Data entries:

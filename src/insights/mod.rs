//! Aggregates, low-satisfaction detection, goal projection and chart weights
//! over a snapshot of recorded entries.
//!
//! Everything here is a pure function of its inputs: no storage access, no
//! errors. Inputs that would divide by zero produce a zero sentinel instead.
//! Sums saturate at `Decimal::MAX` rather than overflowing.

use rust_decimal::{Decimal, RoundingStrategy};

use crate::models::{RatedTransaction, Transaction};

pub(crate) const DEFAULT_LOW_SATISFACTION_THRESHOLD: u8 = 5;

/// Weights sum to this value across all expenses.
pub(crate) const WEIGHT_SCALE: Decimal = Decimal::ONE_THOUSAND;

#[derive(Debug, Clone, Copy, PartialEq, Eq, Default)]
pub(crate) struct Totals {
    pub(crate) income: Decimal,
    pub(crate) expense: Decimal,
    pub(crate) net: Decimal,
}

pub(crate) fn aggregate_totals(transactions: &[Transaction]) -> Totals {
    let (income, expense) = transactions.iter().fold(
        (Decimal::ZERO, Decimal::ZERO),
        |(income, expense), t| {
            if t.is_income() {
                (income.saturating_add(t.amount), expense)
            } else {
                (income, expense.saturating_add(t.amount))
            }
        },
    );
    Totals {
        income,
        expense,
        net: income.saturating_sub(expense),
    }
}

#[derive(Debug, Clone, PartialEq, Eq)]
pub(crate) struct LowSatisfactionDetail {
    pub(crate) description: String,
    pub(crate) amount: Decimal,
    pub(crate) level: u8,
}

#[derive(Debug, Clone, PartialEq, Eq, Default)]
pub(crate) struct LowSatisfactionReport {
    pub(crate) total_wasted: Decimal,
    pub(crate) count: usize,
    pub(crate) details: Vec<LowSatisfactionDetail>,
}

/// Expenses rated strictly below `threshold`, in input order.
pub(crate) fn find_low_satisfaction_expenses(
    rated: &[RatedTransaction],
    threshold: u8,
) -> LowSatisfactionReport {
    let details: Vec<LowSatisfactionDetail> = rated
        .iter()
        .filter(|r| r.transaction.is_expense() && r.level() < threshold)
        .map(|r| LowSatisfactionDetail {
            description: r.transaction.description.clone(),
            amount: r.transaction.amount,
            level: r.level(),
        })
        .collect();

    LowSatisfactionReport {
        total_wasted: saturating_sum(details.iter().map(|d| d.amount)),
        count: details.len(),
        details,
    }
}

/// Months to reach a goal, with and without the recoverable spending.
///
/// A month value of zero means either the goal is zero or the savings rate
/// was not positive; it is never "already reached" on its own.
#[derive(Debug, Clone, Copy, PartialEq, Eq, Default)]
pub(crate) struct GoalProjection {
    pub(crate) months_baseline: Decimal,
    pub(crate) months_optimized: Decimal,
    pub(crate) months_saved: Decimal,
}

pub(crate) fn project_goal_timeline(
    goal_amount: Decimal,
    base_monthly_savings: Decimal,
    recoverable_monthly_amount: Decimal,
) -> GoalProjection {
    let baseline = months_at_rate(goal_amount, base_monthly_savings);
    let optimized = base_monthly_savings
        .checked_add(recoverable_monthly_amount)
        .map_or(Decimal::ZERO, |rate| months_at_rate(goal_amount, rate));
    GoalProjection {
        months_baseline: round_months(baseline),
        months_optimized: round_months(optimized),
        months_saved: round_months(baseline.saturating_sub(optimized)),
    }
}

fn months_at_rate(goal_amount: Decimal, monthly: Decimal) -> Decimal {
    if monthly <= Decimal::ZERO {
        return Decimal::ZERO;
    }
    goal_amount.checked_div(monthly).unwrap_or(Decimal::ZERO)
}

fn saturating_sum(amounts: impl Iterator<Item = Decimal>) -> Decimal {
    amounts.fold(Decimal::ZERO, Decimal::saturating_add)
}

/// One decimal place, halves rounded away from zero.
fn round_months(months: Decimal) -> Decimal {
    months.round_dp_with_strategy(1, RoundingStrategy::MidpointAwayFromZero)
}

#[derive(Debug, Clone, PartialEq, Eq)]
pub(crate) struct VisualizationWeight {
    pub(crate) description: String,
    pub(crate) amount: Decimal,
    pub(crate) satisfaction_level: u8,
    /// Relative size for charts. Not a percentage.
    pub(crate) weight: Decimal,
}

pub(crate) fn compute_visualization_weights(rated: &[RatedTransaction]) -> Vec<VisualizationWeight> {
    let expenses: Vec<&RatedTransaction> =
        rated.iter().filter(|r| r.transaction.is_expense()).collect();

    let mut total = saturating_sum(expenses.iter().map(|r| r.transaction.amount));
    if total.is_zero() {
        total = Decimal::ONE;
    }

    expenses
        .into_iter()
        .map(|r| VisualizationWeight {
            description: r.transaction.description.clone(),
            amount: r.transaction.amount,
            satisfaction_level: r.level(),
            weight: r
                .transaction
                .amount
                .checked_div(total)
                .and_then(|share| share.checked_mul(WEIGHT_SCALE))
                .unwrap_or(Decimal::ZERO),
        })
        .collect()
}

/// Everything read from storage in one consistent pass.
#[derive(Debug, Clone, Default)]
pub(crate) struct Snapshot {
    pub(crate) transactions: Vec<Transaction>,
    pub(crate) rated: Vec<RatedTransaction>,
}

/// The four computations run against one snapshot, with the wasted total
/// fed into the projection as the recoverable monthly amount.
#[derive(Debug, Clone)]
pub(crate) struct InsightReport {
    pub(crate) threshold: u8,
    pub(crate) goal_amount: Decimal,
    pub(crate) base_monthly_savings: Decimal,
    pub(crate) totals: Totals,
    pub(crate) low_satisfaction: LowSatisfactionReport,
    pub(crate) projection: GoalProjection,
    pub(crate) weights: Vec<VisualizationWeight>,
}

impl InsightReport {
    pub(crate) fn build(
        snapshot: &Snapshot,
        threshold: u8,
        goal_amount: Decimal,
        base_monthly_savings: Decimal,
    ) -> Self {
        let totals = aggregate_totals(&snapshot.transactions);
        let low_satisfaction = find_low_satisfaction_expenses(&snapshot.rated, threshold);
        let projection = project_goal_timeline(
            goal_amount,
            base_monthly_savings,
            low_satisfaction.total_wasted,
        );
        let weights = compute_visualization_weights(&snapshot.rated);

        tracing::debug!(
            threshold,
            flagged = low_satisfaction.count,
            wasted = %low_satisfaction.total_wasted,
            "Built insight report"
        );

        Self {
            threshold,
            goal_amount,
            base_monthly_savings,
            totals,
            low_satisfaction,
            projection,
            weights,
        }
    }

    /// True when no expense falls below the threshold.
    pub(crate) fn is_all_aligned(&self) -> bool {
        self.low_satisfaction.count == 0
    }
}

About this exercise: Would you return every line of the data above exactly?

Solution:
filename src/insights/mod.rs
//! Aggregates, low-satisfaction detection, goal projection and chart weights
//! over a snapshot of recorded entries.
//!
//! Everything here is a pure function of its inputs: no storage access, no
//! errors. Inputs that would divide by zero produce a zero sentinel instead.
//! Sums saturate at `Decimal::MAX` rather than overflowing.

use rust_decimal::{Decimal, RoundingStrategy};

use crate::models::{RatedTransaction, Transaction};

pub(crate) const DEFAULT_LOW_SATISFACTION_THRESHOLD: u8 = 5;

/// Weights sum to this value across all expenses.
pub(crate) const WEIGHT_SCALE: Decimal = Decimal::ONE_THOUSAND;

#[derive(Debug, Clone, Copy, PartialEq, Eq, Default)]
pub(crate) struct Totals {
    pub(crate) income: Decimal,
    pub(crate) expense: Decimal,
    pub(crate) net: Decimal,
}

pub(crate) fn aggregate_totals(transactions: &[Transaction]) -> Totals {
    let (income, expense) = transactions.iter().fold(
        (Decimal::ZERO, Decimal::ZERO),
        |(income, expense), t| {
            if t.is_income() {
                (income.saturating_add(t.amount), expense)
            } else {
                (income, expense.saturating_add(t.amount))
            }
        },
    );
    Totals {
        income,
        expense,
        net: income.saturating_sub(expense),
    }
}

#[derive(Debug, Clone, PartialEq, Eq)]
pub(crate) struct LowSatisfactionDetail {
    pub(crate) description: String,
    pub(crate) amount: Decimal,
    pub(crate) level: u8,
}

#[derive(Debug, Clone, PartialEq, Eq, Default)]
pub(crate) struct LowSatisfactionReport {
    pub(crate) total_wasted: Decimal,
    pub(crate) count: usize,
    pub(crate) details: Vec<LowSatisfactionDetail>,
}

/// Expenses rated strictly below `threshold`, in input order.
pub(crate) fn find_low_satisfaction_expenses(
    rated: &[RatedTransaction],
    threshold: u8,
) -> LowSatisfactionReport {
    let details: Vec<LowSatisfactionDetail> = rated
        .iter()
        .filter(|r| r.transaction.is_expense() && r.level() < threshold)
        .map(|r| LowSatisfactionDetail {
            description: r.transaction.description.clone(),
            amount: r.transaction.amount,
            level: r.level(),
        })
        .collect();

    LowSatisfactionReport {
        total_wasted: saturating_sum(details.iter().map(|d| d.amount)),
        count: details.len(),
        details,
    }
}

/// Months to reach a goal, with and without the recoverable spending.
///
/// A month value of zero means either the goal is zero or the savings rate
/// was not positive; it is never "already reached" on its own.
#[derive(Debug, Clone, Copy, PartialEq, Eq, Default)]
pub(crate) struct GoalProjection {
    pub(crate) months_baseline: Decimal,
    pub(crate) months_optimized: Decimal,
    pub(crate) months_saved: Decimal,
}

pub(crate) fn project_goal_timeline(
    goal_amount: Decimal,
    base_monthly_savings: Decimal,
    recoverable_monthly_amount: Decimal,
) -> GoalProjection {
    let baseline = months_at_rate(goal_amount, base_monthly_savings);
    let optimized = base_monthly_savings
        .checked_add(recoverable_monthly_amount)
        .map_or(Decimal::ZERO, |rate| months_at_rate(goal_amount, rate));
    GoalProjection {
        months_baseline: round_months(baseline),
        months_optimized: round_months(optimized),
        months_saved: round_months(baseline.saturating_sub(optimized)),
    }
}

fn months_at_rate(goal_amount: Decimal, monthly: Decimal) -> Decimal {
    if monthly <= Decimal::ZERO {
        return Decimal::ZERO;
    }
    goal_amount.checked_div(monthly).unwrap_or(Decimal::ZERO)
}

fn saturating_sum(amounts: impl Iterator<Item = Decimal>) -> Decimal {
    amounts.fold(Decimal::ZERO, Decimal::saturating_add)
}

/// One decimal place, halves rounded away from zero.
fn round_months(months: Decimal) -> Decimal {
    months.round_dp_with_strategy(1, RoundingStrategy::MidpointAwayFromZero)
}

#[derive(Debug, Clone, PartialEq, Eq)]
pub(crate) struct VisualizationWeight {
    pub(crate) description: String,
    pub(crate) amount: Decimal,
    pub(crate) satisfaction_level: u8,
    /// Relative size for charts. Not a percentage.
    pub(crate) weight: Decimal,
}

pub(crate) fn compute_visualization_weights(rated: &[RatedTransaction]) -> Vec<VisualizationWeight> {
    let expenses: Vec<&RatedTransaction> =
        rated.iter().filter(|r| r.transaction.is_expense()).collect();

    let mut total = saturating_sum(expenses.iter().map(|r| r.transaction.amount));
    if total.is_zero() {
        total = Decimal::ONE;
    }

    expenses
        .into_iter()
        .map(|r| VisualizationWeight {
            description: r.transaction.description.clone(),
            amount: r.transaction.amount,
            satisfaction_level: r.level(),
            weight: r
                .transaction
                .amount
                .checked_div(total)
                .and_then(|share| share.checked_mul(WEIGHT_SCALE))
                .unwrap_or(Decimal::ZERO),
        })
        .collect()
}

/// Everything read from storage in one consistent pass.
#[derive(Debug, Clone, Default)]
pub(crate) struct Snapshot {
    pub(crate) transactions: Vec<Transaction>,
    pub(crate) rated: Vec<RatedTransaction>,
}

/// The four computations run against one snapshot, with the wasted total
/// fed into the projection as the recoverable monthly amount.
#[derive(Debug, Clone)]
pub(crate) struct InsightReport {
    pub(crate) threshold: u8,
    pub(crate) goal_amount: Decimal,
    pub(crate) base_monthly_savings: Decimal,
    pub(crate) totals: Totals,
    pub(crate) low_satisfaction: LowSatisfactionReport,
    pub(crate) projection: GoalProjection,
    pub(crate) weights: Vec<VisualizationWeight>,
}

impl InsightReport {
    pub(crate) fn build(
        snapshot: &Snapshot,
        threshold: u8,
        goal_amount: Decimal,
        base_monthly_savings: Decimal,
    ) -> Self {
        let totals = aggregate_totals(&snapshot.transactions);
        let low_satisfaction = find_low_satisfaction_expenses(&snapshot.rated, threshold);
        let projection = project_goal_timeline(
            goal_amount,
            base_monthly_savings,
            low_satisfaction.total_wasted,
        );
        let weights = compute_visualization_weights(&snapshot.rated);

        tracing::debug!(
            threshold,
            flagged = low_satisfaction.count,
            wasted = %low_satisfaction.total_wasted,
            "Built insight report"
        );

        Self {
            threshold,
            goal_amount,
            base_monthly_savings,
            totals,
            low_satisfaction,
            projection,
            weights,
        }
    }

    /// True when no expense falls below the threshold.
    pub(crate) fn is_all_aligned(&self) -> bool {
        self.low_satisfaction.count == 0
    }
}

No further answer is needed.